EXERCISE AIM: Every line of the material is to be given again exactly.

──────────

//! Sections and the directed graph that links them.
//!
//! A [`Section`] is a sequence of vertical pixel runs lying in
//! consecutive columns. Sections that touch each other from one column to
//! the next are linked in a [`SectionGraph`]: the section on the left is
//! a *source* of the one on the right, which is in turn one of its
//! *targets*.
//!
//! Building sections out of a binary image is the job of an earlier
//! stage. This module only stores them, exposes their adjacency, and
//! records which glyph currently claims each of them.

use petgraph::Direction;
use petgraph::graph::{DiGraph, NodeIndex};

use crate::glyph::{GlyphId, MomentSums};
use crate::types::{GlyphError, Rectangle};

/// Index of a section within its [`SectionGraph`].
pub type SectionId = NodeIndex;

/// A vertical run of foreground pixels within one column.
#[derive(Debug, Clone, Copy, PartialEq, Eq)]
pub struct Run {
    /// Ordinate of the first pixel.
    pub start: i32,
    /// Number of pixels.
    pub length: i32,
}

impl Run {
    /// Create a new run.
    #[must_use]
    pub const fn new(start: i32, length: i32) -> Self {
        Self { start, length }
    }

    /// Ordinate one past the last pixel.
    #[must_use]
    pub const fn end(&self) -> i32 {
        self.start + self.length
    }
}

/// A connected sequence of vertical runs, one per column.
#[derive(Debug, Clone)]
pub struct Section {
    first_pos: i32,
    runs: Vec<Run>,
    contour: Rectangle,
    weight: u64,
    glyph: Option<GlyphId>,
}

impl Section {
    /// Create a section whose first run lies in column `first_pos`.
    ///
    /// # Errors
    ///
    /// Returns [`GlyphError::InvalidSection`] if `runs` is empty or if a
    /// run has no pixel.
    pub fn new(first_pos: i32, runs: Vec<Run>) -> Result<Self, GlyphError> {
        if runs.is_empty() {
            return Err(GlyphError::InvalidSection(format!(
                "section at x={first_pos} has no run"
            )));
        }
        if let Some(run) = runs.iter().find(|r| r.length <= 0) {
            return Err(GlyphError::InvalidSection(format!(
                "run at y={} has length {}",
                run.start, run.length
            )));
        }

        let top = runs.iter().map(|r| r.start).min().unwrap_or_default();
        let bottom = runs.iter().map(Run::end).max().unwrap_or_default();
        #[allow(clippy::cast_possible_truncation, clippy::cast_possible_wrap)]
        let width = runs.len() as i32;
        #[allow(clippy::cast_sign_loss)]
        let weight = runs.iter().map(|r| r.length as u64).sum();

        Ok(Self {
            first_pos,
            contour: Rectangle::new(first_pos, top, width, bottom - top),
            runs,
            weight,
            glyph: None,
        })
    }

    /// A solid rectangular section, one full-height run per column.
    ///
    /// # Errors
    ///
    /// Returns [`GlyphError::InvalidSection`] if the rectangle is empty.
    pub fn rectangle(rect: Rectangle) -> Result<Self, GlyphError> {
        let runs = (0..rect.width.max(0))
            .map(|_| Run::new(rect.y, rect.height))
            .collect();
        Self::new(rect.x, runs)
    }

    /// Abscissa of the first run.
    #[must_use]
    pub const fn first_pos(&self) -> i32 {
        self.first_pos
    }

    /// The runs, from left to right.
    #[must_use]
    pub fn runs(&self) -> &[Run] {
        &self.runs
    }

    /// Bounding box of all the runs.
    #[must_use]
    pub const fn contour(&self) -> Rectangle {
        self.contour
    }

    /// Number of foreground pixels.
    #[must_use]
    pub const fn weight(&self) -> u64 {
        self.weight
    }

    /// The glyph currently claiming this section, if any.
    #[must_use]
    pub const fn glyph(&self) -> Option<GlyphId> {
        self.glyph
    }

    /// Returns `true` if some glyph claims this section.
    #[must_use]
    pub const fn is_known(&self) -> bool {
        self.glyph.is_some()
    }

    /// Add this section's pixels to a moment accumulator.
    pub(crate) fn accumulate(&self, sums: &mut MomentSums) {
        for (column, run) in self.runs.iter().enumerate() {
            #[allow(clippy::cast_possible_truncation, clippy::cast_possible_wrap)]
            let x = self.first_pos + column as i32;
            sums.push_run(x, run.start, run.length);
        }
    }
}

/// Directed graph of the vertical sections of a sheet.
#[derive(Debug, Clone, Default)]
pub struct SectionGraph {
    graph: DiGraph<Section, ()>,
}

impl SectionGraph {
    /// Create an empty graph.
    #[must_use]
    pub fn new() -> Self {
        Self::default()
    }

    /// Add a section, returning its id.
    pub fn add_section(&mut self, section: Section) -> SectionId {
        self.graph.add_node(section)
    }

    /// Link `source` to `target` (at most one edge per ordered pair).
    ///
    /// # Errors
    ///
    /// Returns [`GlyphError::UnknownSection`] if either end is not part
    /// of the graph.
    pub fn link(&mut self, source: SectionId, target: SectionId) -> Result<(), GlyphError> {
        self.get(source)?;
        self.get(target)?;
        self.graph.update_edge(source, target, ());
        Ok(())
    }

    /// Number of sections.
    #[must_use]
    pub fn len(&self) -> usize {
        self.graph.node_count()
    }

    /// Returns `true` if the graph holds no section.
    #[must_use]
    pub fn is_empty(&self) -> bool {
        self.graph.node_count() == 0
    }

    /// All section ids, in insertion order.
    pub fn ids(&self) -> impl Iterator<Item = SectionId> + '_ {
        self.graph.node_indices()
    }

    /// The section with the given id.
    ///
    /// # Errors
    ///
    /// Returns [`GlyphError::UnknownSection`] if the id is out of range.
    pub fn get(&self, id: SectionId) -> Result<&Section, GlyphError> {
        self.graph
            .node_weight(id)
            .ok_or(GlyphError::UnknownSection(id.index()))
    }

    /// Sections linked *to* this one (incoming edges).
    pub fn sources(&self, id: SectionId) -> impl Iterator<Item = SectionId> + '_ {
        self.graph.neighbors_directed(id, Direction::Incoming)
    }

    /// Sections this one links to (outgoing edges).
    pub fn targets(&self, id: SectionId) -> impl Iterator<Item = SectionId> + '_ {
        self.graph.neighbors_directed(id, Direction::Outgoing)
    }

    /// The glyph claiming a section, `None` when unclaimed or unknown.
    #[must_use]
    pub fn glyph_of(&self, id: SectionId) -> Option<GlyphId> {
        self.graph.node_weight(id).and_then(Section::glyph)
    }

    /// Record (or clear) the glyph claiming a section.
    pub(crate) fn set_glyph(
        &mut self,
        id: SectionId,
        glyph: Option<GlyphId>,
    ) -> Result<(), GlyphError> {
        let section = self
            .graph
            .node_weight_mut(id)
            .ok_or(GlyphError::UnknownSection(id.index()))?;
        section.glyph = glyph;
        Ok(())
    }
}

──────────

YOUR RESPONSE:
//! Sections and the directed graph that links them.
//!
//! A [`Section`] is a sequence of vertical pixel runs lying in
//! consecutive columns. Sections that touch each other from one column to
//! the next are linked in a [`SectionGraph`]: the section on the left is
//! a *source* of the one on the right, which is in turn one of its
//! *targets*.
//!
//! Building sections out of a binary image is the job of an earlier
//! stage. This module only stores them, exposes their adjacency, and
//! records which glyph currently claims each of them.

use petgraph::Direction;
use petgraph::graph::{DiGraph, NodeIndex};

use crate::glyph::{GlyphId, MomentSums};
use crate::types::{GlyphError, Rectangle};

/// Index of a section within its [`SectionGraph`].
pub type SectionId = NodeIndex;

/// A vertical run of foreground pixels within one column.
#[derive(Debug, Clone, Copy, PartialEq, Eq)]
pub struct Run {
    /// Ordinate of the first pixel.
    pub start: i32,
    /// Number of pixels.
    pub length: i32,
}

impl Run {
    /// Create a new run.
    #[must_use]
    pub const fn new(start: i32, length: i32) -> Self {
        Self { start, length }
    }

    /// Ordinate one past the last pixel.
    #[must_use]
    pub const fn end(&self) -> i32 {
        self.start + self.length
    }
}

/// A connected sequence of vertical runs, one per column.
#[derive(Debug, Clone)]
pub struct Section {
    first_pos: i32,
    runs: Vec<Run>,
    contour: Rectangle,
    weight: u64,
    glyph: Option<GlyphId>,
}

impl Section {
    /// Create a section whose first run lies in column `first_pos`.
    ///
    /// # Errors
    ///
    /// Returns [`GlyphError::InvalidSection`] if `runs` is empty or if a
    /// run has no pixel.
    pub fn new(first_pos: i32, runs: Vec<Run>) -> Result<Self, GlyphError> {
        if runs.is_empty() {
            return Err(GlyphError::InvalidSection(format!(
                "section at x={first_pos} has no run"
            )));
        }
        if let Some(run) = runs.iter().find(|r| r.length <= 0) {
            return Err(GlyphError::InvalidSection(format!(
                "run at y={} has length {}",
                run.start, run.length
            )));
        }

        let top = runs.iter().map(|r| r.start).min().unwrap_or_default();
        let bottom = runs.iter().map(Run::end).max().unwrap_or_default();
        #[allow(clippy::cast_possible_truncation, clippy::cast_possible_wrap)]
        let width = runs.len() as i32;
        #[allow(clippy::cast_sign_loss)]
        let weight = runs.iter().map(|r| r.length as u64).sum();

        Ok(Self {
            first_pos,
            contour: Rectangle::new(first_pos, top, width, bottom - top),
            runs,
            weight,
            glyph: None,
        })
    }

    /// A solid rectangular section, one full-height run per column.
    ///
    /// # Errors
    ///
    /// Returns [`GlyphError::InvalidSection`] if the rectangle is empty.
    pub fn rectangle(rect: Rectangle) -> Result<Self, GlyphError> {
        let runs = (0..rect.width.max(0))
            .map(|_| Run::new(rect.y, rect.height))
            .collect();
        Self::new(rect.x, runs)
    }

    /// Abscissa of the first run.
    #[must_use]
    pub const fn first_pos(&self) -> i32 {
        self.first_pos
    }

    /// The runs, from left to right.
    #[must_use]
    pub fn runs(&self) -> &[Run] {
        &self.runs
    }

    /// Bounding box of all the runs.
    #[must_use]
    pub const fn contour(&self) -> Rectangle {
        self.contour
    }

    /// Number of foreground pixels.
    #[must_use]
    pub const fn weight(&self) -> u64 {
        self.weight
    }

    /// The glyph currently claiming this section, if any.
    #[must_use]
    pub const fn glyph(&self) -> Option<GlyphId> {
        self.glyph
    }

    /// Returns `true` if some glyph claims this section.
    #[must_use]
    pub const fn is_known(&self) -> bool {
        self.glyph.is_some()
    }

    /// Add this section's pixels to a moment accumulator.
    pub(crate) fn accumulate(&self, sums: &mut MomentSums) {
        for (column, run) in self.runs.iter().enumerate() {
            #[allow(clippy::cast_possible_truncation, clippy::cast_possible_wrap)]
            let x = self.first_pos + column as i32;
            sums.push_run(x, run.start, run.length);
        }
    }
}

/// Directed graph of the vertical sections of a sheet.
#[derive(Debug, Clone, Default)]
pub struct SectionGraph {
    graph: DiGraph<Section, ()>,
}

impl SectionGraph {
    /// Create an empty graph.
    #[must_use]
    pub fn new() -> Self {
        Self::default()
    }

    /// Add a section, returning its id.
    pub fn add_section(&mut self, section: Section) -> SectionId {
        self.graph.add_node(section)
    }

    /// Link `source` to `target` (at most one edge per ordered pair).
    ///
    /// # Errors
    ///
    /// Returns [`GlyphError::UnknownSection`] if either end is not part
    /// of the graph.
    pub fn link(&mut self, source: SectionId, target: SectionId) -> Result<(), GlyphError> {
        self.get(source)?;
        self.get(target)?;
        self.graph.update_edge(source, target, ());
        Ok(())
    }

    /// Number of sections.
    #[must_use]
    pub fn len(&self) -> usize {
        self.graph.node_count()
    }

    /// Returns `true` if the graph holds no section.
    #[must_use]
    pub fn is_empty(&self) -> bool {
        self.graph.node_count() == 0
    }

    /// All section ids, in insertion order.
    pub fn ids(&self) -> impl Iterator<Item = SectionId> + '_ {
        self.graph.node_indices()
    }

    /// The section with the given id.
    ///
    /// # Errors
    ///
    /// Returns [`GlyphError::UnknownSection`] if the id is out of range.
    pub fn get(&self, id: SectionId) -> Result<&Section, GlyphError> {
        self.graph
            .node_weight(id)
            .ok_or(GlyphError::UnknownSection(id.index()))
    }

    /// Sections linked *to* this one (incoming edges).
    pub fn sources(&self, id: SectionId) -> impl Iterator<Item = SectionId> + '_ {
        self.graph.neighbors_directed(id, Direction::Incoming)
    }

    /// Sections this one links to (outgoing edges).
    pub fn targets(&self, id: SectionId) -> impl Iterator<Item = SectionId> + '_ {
        self.graph.neighbors_directed(id, Direction::Outgoing)
    }

    /// The glyph claiming a section, `None` when unclaimed or unknown.
    #[must_use]
    pub fn glyph_of(&self, id: SectionId) -> Option<GlyphId> {
        self.graph.node_weight(id).and_then(Section::glyph)
    }

    /// Record (or clear) the glyph claiming a section.
    pub(crate) fn set_glyph(
        &mut self,
        id: SectionId,
        glyph: Option<GlyphId>,
    ) -> Result<(), GlyphError> {
        let section = self
            .graph
            .node_weight_mut(id)
            .ok_or(GlyphError::UnknownSection(id.index()))?;
        section.glyph = glyph;
        Ok(())
    }
}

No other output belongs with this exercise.